'Thy will be done'
It is not news when Governor Mitt Romney calls for a cut in the state's personal income tax rate to 5 percent. The governor did just that -- again -- earlier this month, and it wound up on page B5 of this newspaper. But when former Senate president Thomas Birmingham, a liberal champion for more than a decade on Beacon Hill, says it is time -- past time, in fact -- to honor the will of the voters, then it is time to recalculate.
''There is no question of affordability anymore," says Birmingham, a Chelsea Democrat who spent seven years as Senate president before running unsuccessfully for governor three years ago.
It is an odd place to find Tom Birmingham, allied with Romney and Barbara Anderson, the longtime tax cutter, in urging the Legislature to get on with living up to the 2000 referendum, approved by 56 percent of voters, to lower the state's income tax to 5 percent. Birmingham will forever be known as the co-author of the state's landmark 1993 education reform act and for his fierce battles with his tight-fisted House counterpart, Thomas Finneran, to protect the billions that narrowed the funding gap between poor cities and wealthy towns.
Birmingham is not, as he says, ''a reflexive tax cutter," and he is ''no fan" of the governor. He was against the tax cut at the time of the referendum, and debated the issue on television with its chief proponent, then-Governor Paul Cellucci. In 2002, when times were tough, Birmingham helped freeze the income tax rate at 5.3 percent and pushed $1.2 billion in tax hikes through the Legislature.

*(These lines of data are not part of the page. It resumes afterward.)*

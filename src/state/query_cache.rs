//! Request cache shared by every data hook.
//!
//! DESIGN
//! ======
//! Entries hold raw JSON so one map can serve every resource type; hooks
//! decode on read. The cache itself is plain data behind one
//! `RwSignal<QueryCache>`, which keeps staleness and invalidation rules
//! testable without a reactive runtime.
//!
//! Per-key `fetching` flags serialize fetches for a key while unrelated keys
//! proceed independently. Failed fetches are never retried until the entry is
//! invalidated or reset.

#[cfg(test)]
#[path = "query_cache_test.rs"]
mod query_cache_test;

use std::collections::HashMap;

use serde::Serialize;
use serde::de::DeserializeOwned;

use super::query_key::QueryKey;

/// Observable state of one cached query, decoded to `T`.
#[derive(Clone, Debug, PartialEq)]
pub enum QueryState<T> {
    /// No key: the query is switched off and never issued.
    Disabled,
    Loading,
    Ready(T),
    Failed(String),
}

impl<T> QueryState<T> {
    pub fn is_loading(&self) -> bool {
        matches!(self, Self::Loading)
    }

    pub fn is_failed(&self) -> bool {
        matches!(self, Self::Failed(_))
    }

    pub fn data(&self) -> Option<&T> {
        match self {
            Self::Ready(value) => Some(value),
            _ => None,
        }
    }

    pub fn into_data(self) -> Option<T> {
        match self {
            Self::Ready(value) => Some(value),
            _ => None,
        }
    }
}

/// One cache slot.
#[derive(Clone, Debug, Default, PartialEq)]
pub struct CacheEntry {
    pub data: Option<serde_json::Value>,
    pub error: Option<String>,
    /// A request for this key is in flight.
    pub fetching: bool,
    /// Invalidated: the next read should refetch.
    pub stale: bool,
    /// Timestamp (ms) of the last successful store.
    pub updated_at_ms: f64,
    /// How long stored data counts as fresh, in ms. Zero means fresh until invalidated.
    pub stale_time_ms: f64,
}

impl CacheEntry {
    fn expired(&self, now_ms: f64) -> bool {
        self.stale_time_ms > 0.0 && now_ms - self.updated_at_ms >= self.stale_time_ms
    }
}

/// Keyed store of server data.
#[derive(Clone, Debug, Default)]
pub struct QueryCache {
    entries: HashMap<QueryKey, CacheEntry>,
}

impl QueryCache {
    pub fn entry(&self, key: &QueryKey) -> Option<&CacheEntry> {
        self.entries.get(key)
    }

    pub fn len(&self) -> usize {
        self.entries.len()
    }

    pub fn is_empty(&self) -> bool {
        self.entries.is_empty()
    }

    pub fn is_stale(&self, key: &QueryKey) -> bool {
        self.entries.get(key).is_some_and(|e| e.stale)
    }

    pub fn is_fetching(&self, key: &QueryKey) -> bool {
        self.entries.get(key).is_some_and(|e| e.fetching)
    }

    /// Whether a hook reading `key` at `now_ms` should issue a request.
    pub fn should_fetch(&self, key: &QueryKey, now_ms: f64) -> bool {
        let Some(entry) = self.entries.get(key) else {
            return true;
        };
        if entry.fetching {
            return false;
        }
        if entry.stale {
            return true;
        }
        match (&entry.data, &entry.error) {
            (None, None) => true,
            (Some(_), _) => entry.expired(now_ms),
            (None, Some(_)) => false,
        }
    }

    /// Mark `key` as in flight, creating the entry if needed.
    pub fn begin_fetch(&mut self, key: &QueryKey, stale_time_ms: f64) {
        let entry = self.entries.entry(key.clone()).or_default();
        entry.fetching = true;
        entry.stale_time_ms = stale_time_ms;
    }

    /// Store a successful fetch result.
    pub fn resolve_ok(&mut self, key: &QueryKey, data: serde_json::Value, now_ms: f64) {
        let entry = self.entries.entry(key.clone()).or_default();
        entry.data = Some(data);
        entry.error = None;
        entry.fetching = false;
        entry.stale = false;
        entry.updated_at_ms = now_ms;
    }

    /// Store a failed fetch. The previous data is dropped so readers observe the failure.
    pub fn resolve_err(&mut self, key: &QueryKey, message: impl Into<String>) {
        let entry = self.entries.entry(key.clone()).or_default();
        entry.data = None;
        entry.error = Some(message.into());
        entry.fetching = false;
        entry.stale = false;
    }

    /// Typed [`Self::resolve_ok`]: finishes the in-flight fetch for `key`.
    /// A value that cannot be encoded resolves as a failure.
    pub fn resolve<T: Serialize>(&mut self, key: &QueryKey, value: &T, now_ms: f64) {
        match serde_json::to_value(value) {
            Ok(data) => self.resolve_ok(key, data, now_ms),
            Err(e) => self.resolve_err(key, e.to_string()),
        }
    }

    /// Replace data directly, without a request. An in-flight fetch keeps running.
    pub fn set_data(&mut self, key: &QueryKey, data: serde_json::Value, now_ms: f64) {
        let entry = self.entries.entry(key.clone()).or_default();
        entry.data = Some(data);
        entry.error = None;
        entry.stale = false;
        entry.updated_at_ms = now_ms;
    }

    /// Typed [`Self::set_data`]. If `value` cannot be encoded the entry is
    /// invalidated instead so the next read refetches.
    pub fn store<T: Serialize>(&mut self, key: &QueryKey, value: &T, now_ms: f64) {
        match serde_json::to_value(value) {
            Ok(data) => self.set_data(key, data, now_ms),
            Err(e) => {
                leptos::logging::warn!("cache store failed for {key}: {e}");
                self.invalidate(key);
            }
        }
    }

    /// Insert `item` at the front of the list stored under `key`.
    pub fn prepend<T: Serialize>(&mut self, key: &QueryKey, item: &T, now_ms: f64) {
        let item = match serde_json::to_value(item) {
            Ok(item) => item,
            Err(e) => {
                leptos::logging::warn!("cache prepend failed for {key}: {e}");
                return;
            }
        };
        let mut list = match self.entries.get(key).and_then(|e| e.data.clone()) {
            Some(serde_json::Value::Array(items)) => items,
            _ => Vec::new(),
        };
        list.insert(0, item);
        self.set_data(key, serde_json::Value::Array(list), now_ms);
    }

    /// Mark every entry under `prefix` stale. Returns how many were marked.
    pub fn invalidate(&mut self, prefix: &QueryKey) -> usize {
        let mut count = 0;
        for (key, entry) in &mut self.entries {
            if key.starts_with(prefix) {
                entry.stale = true;
                count += 1;
            }
        }
        count
    }

    /// Drop `key` entirely so readers see `Loading` until the next fetch lands.
    pub fn reset(&mut self, key: &QueryKey) {
        self.entries.remove(key);
    }

    /// Decode the entry for `key`. Stale entries that still hold data report
    /// `Ready`; the refetch happens in the background.
    pub fn state<T: DeserializeOwned>(&self, key: &QueryKey) -> QueryState<T> {
        let Some(entry) = self.entries.get(key) else {
            return QueryState::Loading;
        };
        if let Some(data) = &entry.data {
            return match T::deserialize(data) {
                Ok(value) => QueryState::Ready(value),
                Err(e) => QueryState::Failed(e.to_string()),
            };
        }
        match &entry.error {
            Some(message) => QueryState::Failed(message.clone()),
            None => QueryState::Loading,
        }
    }

    /// Decoded data for `key`, if any.
    pub fn data<T: DeserializeOwned>(&self, key: &QueryKey) -> Option<T> {
        self.state(key).into_data()
    }
}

''That was the right thing to do at the time," Birmingham says. ''That was then. This is now."
Now state revenue is surging. In the first three months of fiscal year 2006, state revenue increased $317 million. September was a particularly strong month, with revenue up 14.3 percent over a year ago to $1.9 billion, the second-highest monthly take on record. The strong three months follow a year in which revenue rose 7 percent, the first time Massachusetts collected more tax money than it did in 2001, the year the economy collapsed. The state's rainy-day fund is at a near record.
''The referendum happened," Birmingham says. ''We had a full and fair debate. The side that supported 5 percent prevailed and by a sizable majority. . . . It is about keeping faith with the voters. In a democracy it has to be about 'thy will be done.' "
As chairman of the Senate Ways and Means Committee and later Senate president, Birmingham knows the budget process inside and out, and knows how the system can be gamed. The Legislature, he says is ''consciously underestimating revenue," using targets even lower than Romney's. Revenue is steadily rising, he says. ''It has not been a blip."
Democratic leaders have cited a litany of reasons -- from a court challenge to education reform to ''structural" deficits to even rising gas prices -- to explain why they do not want to roll back taxes.
''Eventually," says Birmingham, ''the shifting rationale suggests something more in the nature of the excuse than a justification."
Now a labor lawyer with Palmer & Dodge, Birmingham says he still does not favor a 5 percent tax rate, but feels the voters have spoken. Of the Legislature, he says: ''You could have a straightforward debate that healthcare reform will cost $200 million, and it is more important than the tax cut. But that is not what they are saying. They are saying they don't have the money."
He believes honoring the tax cut should take precedence over new spending or other tax cuts.
''The experience of the last three fiscal years demonstrates [the tax cut] is affordable without eviscerating core elements of state government," he says. ''After three years of budgetary surpluses, it is now clearly time."